## Material shown
-*-*-

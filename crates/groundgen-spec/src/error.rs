//! Error types for request validation and backend reporting.

use thiserror::Error;

/// Error codes for request validation.
#[derive(Debug, Clone, Copy, PartialEq, Eq, Hash)]
pub enum ErrorCode {
    /// E001: Grid size must be at least one cell
    InvalidGridSize,
    /// E002: Wrap amount exceeds the grid size
    WrapTooLarge,
    /// E003: A relative distance is negative or not finite
    InvalidDistance,
    /// E004: DPI must be positive
    InvalidDpi,
    /// E005: Asphalt resolution has a zero dimension
    InvalidResolution,
    /// E006: Crack width must be at least one pixel
    InvalidCrackWidth,
    /// E007: Parameters do not match the ground type
    GroundParamsMismatch,
    /// E008: Output name is empty or contains a path separator
    InvalidOutputName,
}

impl ErrorCode {
    /// Returns the error code string (e.g., "E001").
    pub fn code(&self) -> &'static str {
        match self {
            ErrorCode::InvalidGridSize => "E001",
            ErrorCode::WrapTooLarge => "E002",
            ErrorCode::InvalidDistance => "E003",
            ErrorCode::InvalidDpi => "E004",
            ErrorCode::InvalidResolution => "E005",
            ErrorCode::InvalidCrackWidth => "E006",
            ErrorCode::GroundParamsMismatch => "E007",
            ErrorCode::InvalidOutputName => "E008",
        }
    }
}

impl std::fmt::Display for ErrorCode {
    fn fmt(&self, f: &mut std::fmt::Formatter<'_>) -> std::fmt::Result {
        write!(f, "{}", self.code())
    }
}

/// A validation error with code, message, and optional JSON path.
#[derive(Debug, Clone, PartialEq, Eq)]
pub struct ValidationError {
    /// The error code.
    pub code: ErrorCode,
    /// Human-readable error message.
    pub message: String,
    /// JSON path to the problematic field (e.g., "params.wrap_amount").
    pub path: Option<String>,
}

impl ValidationError {
    /// Creates a new validation error.
    pub fn new(code: ErrorCode, message: impl Into<String>) -> Self {
        Self {
            code,
            message: message.into(),
            path: None,
        }
    }

    /// Creates a new validation error with a JSON path.
    pub fn with_path(code: ErrorCode, message: impl Into<String>, path: impl Into<String>) -> Self {
        Self {
            code,
            message: message.into(),
            path: Some(path.into()),
        }
    }
}

impl std::fmt::Display for ValidationError {
    fn fmt(&self, f: &mut std::fmt::Formatter<'_>) -> std::fmt::Result {
        if let Some(ref path) = self.path {
            write!(f, "{}: {} (at {})", self.code, self.message, path)
        } else {
            write!(f, "{}: {}", self.code, self.message)
        }
    }
}

impl std::error::Error for ValidationError {}

/// Top-level error type for request operations.
#[derive(Debug, Error)]
pub enum RequestError {
    /// Request validation failed with one or more errors.
    #[error("request validation failed with {0} error(s)")]
    ValidationFailed(usize),

    /// JSON parsing error.
    #[error("JSON parse error: {0}")]
    JsonParse(#[from] serde_json::Error),
}

/// Result of request validation.
#[derive(Debug, Clone, Default)]
pub struct ValidationResult {
    /// List of validation errors.
    pub errors: Vec<ValidationError>,
}

impl ValidationResult {
    /// Adds an error to the result.
    pub fn add_error(&mut self, error: ValidationError) {
        self.errors.push(error);
    }

    /// Returns true if there are no errors.
    pub fn is_ok(&self) -> bool {
        self.errors.is_empty()
    }

    /// Converts to a Result, returning Err if there are errors.
    pub fn into_result(self) -> Result<(), Vec<ValidationError>> {
        if self.errors.is_empty() {
            Ok(())
        } else {
            Err(self.errors)
        }
    }
}

/// Common trait for backend errors.
///
/// Each backend error type implements this trait so callers can report a
/// stable code and category without depending on the backend crate's types.
pub trait BackendError: std::error::Error {
    /// Get the error code for reporting, e.g. "GROUND_004".
    fn code(&self) -> &'static str;

    /// Get a human-readable message describing the error.
    fn message(&self) -> String {
        self.to_string()
    }

    /// Get the error category for grouping related errors.
    fn category(&self) -> &'static str;
}
//! Deterministic PNG writer.
//!
//! Uses fixed compression and filter settings so identical buffers encode to
//! byte-identical files, which keeps the reported hashes stable across runs.

use std::io::Write;

use png::{BitDepth, ColorType, Compression, Encoder, FilterType};
use thiserror::Error;

use crate::raster::RgbBuffer;

/// Errors from PNG operations.
#[derive(Debug, Error)]
pub enum PngError {
    #[error("PNG encoding error: {0}")]
    Encoding(#[from] png::EncodingError),

    #[error("Invalid dimensions: {0}")]
    InvalidDimensions(String),
}

/// PNG export configuration for deterministic output.
#[derive(Debug, Clone)]
pub struct PngConfig {
    /// Compression level. Use a fixed value for determinism.
    pub compression: Compression,
    /// Filter type. Use a fixed value for determinism.
    pub filter: FilterType,
}

impl Default for PngConfig {
    fn default() -> Self {
        Self {
            compression: Compression::Default,
            filter: FilterType::NoFilter,
        }
    }
}

/// Write an RGB buffer as an 8-bit-per-channel PNG.
pub fn write_rgb_to_writer<W: Write>(
    buffer: &RgbBuffer,
    writer: W,
    config: &PngConfig,
) -> Result<(), PngError> {
    write_raw(&buffer.to_rgb8(), buffer, BitDepth::Eight, writer, config)
}

/// Write an RGB buffer as a 16-bit-per-channel PNG.
///
/// Each 8-bit channel value `v` is stored as `v * 257`, so 255 maps to 65535.
pub fn write_rgb16_to_writer<W: Write>(
    buffer: &RgbBuffer,
    writer: W,
    config: &PngConfig,
) -> Result<(), PngError> {
    write_raw(&buffer.to_rgb16(), buffer, BitDepth::Sixteen, writer, config)
}

fn write_raw<W: Write>(
    data: &[u8],
    buffer: &RgbBuffer,
    depth: BitDepth,
    writer: W,
    config: &PngConfig,
) -> Result<(), PngError> {
    if buffer.width == 0 || buffer.height == 0 {
        return Err(PngError::InvalidDimensions(format!(
            "{}x{} image has no pixels",
            buffer.width, buffer.height
        )));
    }
    let bytes_per_sample = match depth {
        BitDepth::Sixteen => 2,
        _ => 1,
    };
    let expected = buffer.width as usize * buffer.height as usize * 3 * bytes_per_sample;
    if data.len() != expected {
        return Err(PngError::InvalidDimensions(format!(
            "Expected {} bytes for {}x{} RGB, got {}",
            expected,
            buffer.width,
            buffer.height,
            data.len()
        )));
    }

    let mut encoder = Encoder::new(writer, buffer.width, buffer.height);
    encoder.set_color(ColorType::Rgb);
    encoder.set_depth(depth);
    encoder.set_compression(config.compression);
    encoder.set_filter(config.filter);

    let mut png_writer = encoder.write_header()?;
    png_writer.write_image_data(data)?;

    Ok(())
}

/// Compute the BLAKE3 hash of PNG data.
pub fn hash_png(data: &[u8]) -> String {
    blake3::hash(data).to_hex().to_string()
}

/// Encode 8-bit RGB into a Vec<u8> and return it with its hash.
pub fn write_rgb_to_vec_with_hash(
    buffer: &RgbBuffer,
    config: &PngConfig,
) -> Result<(Vec<u8>, String), PngError> {
    let mut data = Vec::new();
    write_rgb_to_writer(buffer, &mut data, config)?;
    let hash = hash_png(&data);
    Ok((data, hash))
}

/// Encode 16-bit RGB into a Vec<u8> and return it with its hash.
pub fn write_rgb16_to_vec_with_hash(
    buffer: &RgbBuffer,
    config: &PngConfig,
) -> Result<(Vec<u8>, String), PngError> {
    let mut data = Vec::new();
    write_rgb16_to_writer(buffer, &mut data, config)?;
    let hash = hash_png(&data);
    Ok((data, hash))
}

#[cfg(test)]
mod tests {
    use super::*;

    fn gradient(width: u32, height: u32) -> RgbBuffer {
        let mut buffer = RgbBuffer::new(width, height, [0, 0, 0]);
        for y in 0..height {
            for x in 0..width {
                buffer.set(x, y, [(x * 4) as u8, (y * 4) as u8, 128]);
            }
        }
        buffer
    }

    #[test]
    fn test_rgb_deterministic() {
        let buffer = gradient(64, 64);
        let config = PngConfig::default();

        let (data1, hash1) = write_rgb_to_vec_with_hash(&buffer, &config).unwrap();
        let (data2, hash2) = write_rgb_to_vec_with_hash(&buffer, &config).unwrap();

        assert_eq!(data1, data2, "PNG data should be identical");
        assert_eq!(hash1, hash2, "PNG hashes should be identical");
    }

    #[test]
    fn test_rgb16_decodes_to_scaled_values() {
        let mut buffer = RgbBuffer::new(2, 1, [255, 255, 255]);
        buffer.set(1, 0, [1, 2, 3]);
        let (data, _) = write_rgb16_to_vec_with_hash(&buffer, &PngConfig::default()).unwrap();

        let decoder = png::Decoder::new(std::io::Cursor::new(data));
        let mut reader = decoder.read_info().unwrap();
        let mut out = vec![0; reader.output_buffer_size()];
        let info = reader.next_frame(&mut out).unwrap();
        assert_eq!(info.bit_depth, BitDepth::Sixteen);
        assert_eq!(info.color_type, ColorType::Rgb);
        let samples: Vec<u16> = out[..info.buffer_size()]
            .chunks_exact(2)
            .map(|b| u16::from_be_bytes([b[0], b[1]]))
            .collect();
        assert_eq!(samples, vec![65535, 65535, 65535, 257, 514, 771]);
    }

    #[test]
    fn test_empty_image_rejected() {
        let buffer = RgbBuffer::new(0, 4, [0, 0, 0]);
        let err = write_rgb_to_vec_with_hash(&buffer, &PngConfig::default()).unwrap_err();
        assert!(matches!(err, PngError::InvalidDimensions(_)));
    }

    #[test]
    fn test_hash_is_hex() {
        let hash = hash_png(b"groundgen");
        assert_eq!(hash.len(), 64);
        assert!(hash.chars().all(|c| c.is_ascii_hexdigit()));
    }
}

-*-*-

## Task goal
Print again the lines of the entries above that fall between the line holding "impl std::fmt::Display for ErrorCode" and the line holding "JSON path to", inclusive, exactly as they stand.

## Task solution
impl std::fmt::Display for ErrorCode {
    fn fmt(&self, f: &mut std::fmt::Formatter<'_>) -> std::fmt::Result {
        write!(f, "{}", self.code())
    }
}

/// A validation error with code, message, and optional JSON path.
#[derive(Debug, Clone, PartialEq, Eq)]
pub struct ValidationError {
    /// The error code.
    pub code: ErrorCode,
    /// Human-readable error message.
    pub message: String,
    /// JSON path to the problematic field (e.g., "params.wrap_amount").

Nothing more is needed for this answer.